Content models are built using sequences of elements, and OR groups that are classes (typically) or mixes. As an example, the content model for a Paragraph element is declared to be an OR group (that is, a choice) of text, numbers, or special characters and any of the elements named in the Paragraph Elements mix. The mix %p-elements; is declared to be a large OR group of many other element-defining classes: the Block Display Class Elements, the Mathematical Expressions Class Elements, the List Class Elements, the Citation Class Elements, et al.
These element classes can be viewed as building blocks that will be used to build larger Parameter Entities for element mixes. (Note: A mix describes a usage circumstance for a group of elements, such as all the paragraph-level elements, all the elements allowed inside a table cell, all the elements inside a paragraph, or all the inline elements). For example, to add another block display item to the Block Display Class Elements, you would edit the %block-display.class; Parameter Entity in the DTD-specific Archive Class Over-ride Module to override the default Parameter Entity in the DTD Suite’s Default Element Classes Module module and create a new module containing the Element Declaration of the new block display item.
The basic idea for a new DTD is that all lower-level elements (paragraphs, lists, figures, etc.) will be defined in modules — either the modules of the base Suite or in new DTD-specific modules rather than in the DTD itself.
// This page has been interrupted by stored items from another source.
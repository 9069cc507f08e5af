//! `ResourceAccount` — one kind's finite reserve and its dispensing rules.
//!
//! Each tick an occupant receives
//!
//! ```text
//!   amount = min(output_per_tick, vehicle.missing(), reserve)
//! ```
//!
//! and exactly `amount` leaves the reserve.  Nothing is created or lost in a
//! transfer, and the reserve can never go negative.

use cs_core::FuelKind;
use cs_vehicle::Vehicle;

use crate::{StationError, StationResult};

/// What one `charge_tick` call did.
#[derive(Copy, Clone, PartialEq, Debug)]
pub enum ChargeOutcome {
    /// This many units moved from the reserve into the vehicle.
    Transferred(f64),
    /// The vehicle needed nothing.
    AlreadyFull,
    /// The reserve is empty; the vehicle keeps its slot and waits for
    /// replenishment.
    Exhausted,
    /// The kind dispenses 0 per tick.
    NoOutput,
}

impl ChargeOutcome {
    #[inline]
    pub fn amount(self) -> f64 {
        match self {
            ChargeOutcome::Transferred(a) => a,
            _ => 0.0,
        }
    }
}

#[derive(Clone, Debug, PartialEq)]
pub struct ResourceAccount {
    kind:               FuelKind,
    reserve:            f64,
    output_per_tick:    f64,
    replenish_per_tick: f64,
    dispensed:          f64,
    replenished:        f64,
}

impl ResourceAccount {
    /// Values are validated by [`StationConfig`](crate::StationConfig) before
    /// an account is built.
    pub(crate) fn new(kind: FuelKind, reserve: f64, output_per_tick: f64, replenish_per_tick: f64) -> Self {
        Self {
            kind,
            reserve,
            output_per_tick,
            replenish_per_tick,
            dispensed: 0.0,
            replenished: 0.0,
        }
    }

    /// Move one tick's worth of resource into `vehicle`.
    pub fn charge_tick(&mut self, vehicle: &mut Vehicle) -> ChargeOutcome {
        debug_assert_eq!(vehicle.kind(), self.kind, "{} charged from {} account", vehicle.id(), self.kind);

        let missing = vehicle.missing();
        if missing <= 0.0 {
            return ChargeOutcome::AlreadyFull;
        }
        if self.output_per_tick <= 0.0 {
            return ChargeOutcome::NoOutput;
        }
        if self.reserve <= 0.0 {
            return ChargeOutcome::Exhausted;
        }

        let amount = self.output_per_tick.min(missing).min(self.reserve);
        let added = vehicle.refuel(amount);
        self.reserve = (self.reserve - added).max(0.0);
        self.dispensed += added;
        ChargeOutcome::Transferred(added)
    }

    /// Add one tick's replenishment and return the amount added.
    pub fn replenish(&mut self) -> f64 {
        let amount = self.replenish_per_tick;
        if amount > 0.0 {
            self.reserve += amount;
            self.replenished += amount;
        }
        amount
    }

    /// Overwrite the reserve (e.g. a delivery arriving outside the tick
    /// cycle).
    pub fn set_reserve(&mut self, value: f64) -> StationResult<()> {
        if !value.is_finite() || value < 0.0 {
            return Err(StationError::InvalidReserve { kind: self.kind, value });
        }
        self.reserve = value;
        Ok(())
    }

    // ── Accessors ─────────────────────────────────────────────────────────

    #[inline]
    pub fn kind(&self) -> FuelKind {
        self.kind
    }

    #[inline]
    pub fn reserve(&self) -> f64 {
        self.reserve
    }

    #[inline]
    pub fn output_per_tick(&self) -> f64 {
        self.output_per_tick
    }

    #[inline]
    pub fn replenish_per_tick(&self) -> f64 {
        self.replenish_per_tick
    }

    /// Total transferred into vehicles since construction.
    #[inline]
    pub fn dispensed(&self) -> f64 {
        self.dispensed
    }

    /// Total added by replenishment since construction.
    #[inline]
    pub fn replenished(&self) -> f64 {
        self.replenished
    }
}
The new DTD will be fairly short and include only definitions of the topmost elements, at least the document element and maybe its children.
Modules are defined (declared) using External Parameter Entities in the Suite’s Module to Name the Modules or in the DTD-specific Module of Modules. Modules are called (referenced) in the DTD proper, in the order needed to define the Parameter Entities in sequence.
Version 2.2 of this Journal Archiving and Interchange DTD was written as an example of the new best-practice customization technique. A new variant DTD that follows this plan will probably consist of the following modules:
To show the process, here is a series of instructions for making a new DTD, illustrated by showing how the Journal Archiving and Interchange DTD was created from the modules of the whole Suite.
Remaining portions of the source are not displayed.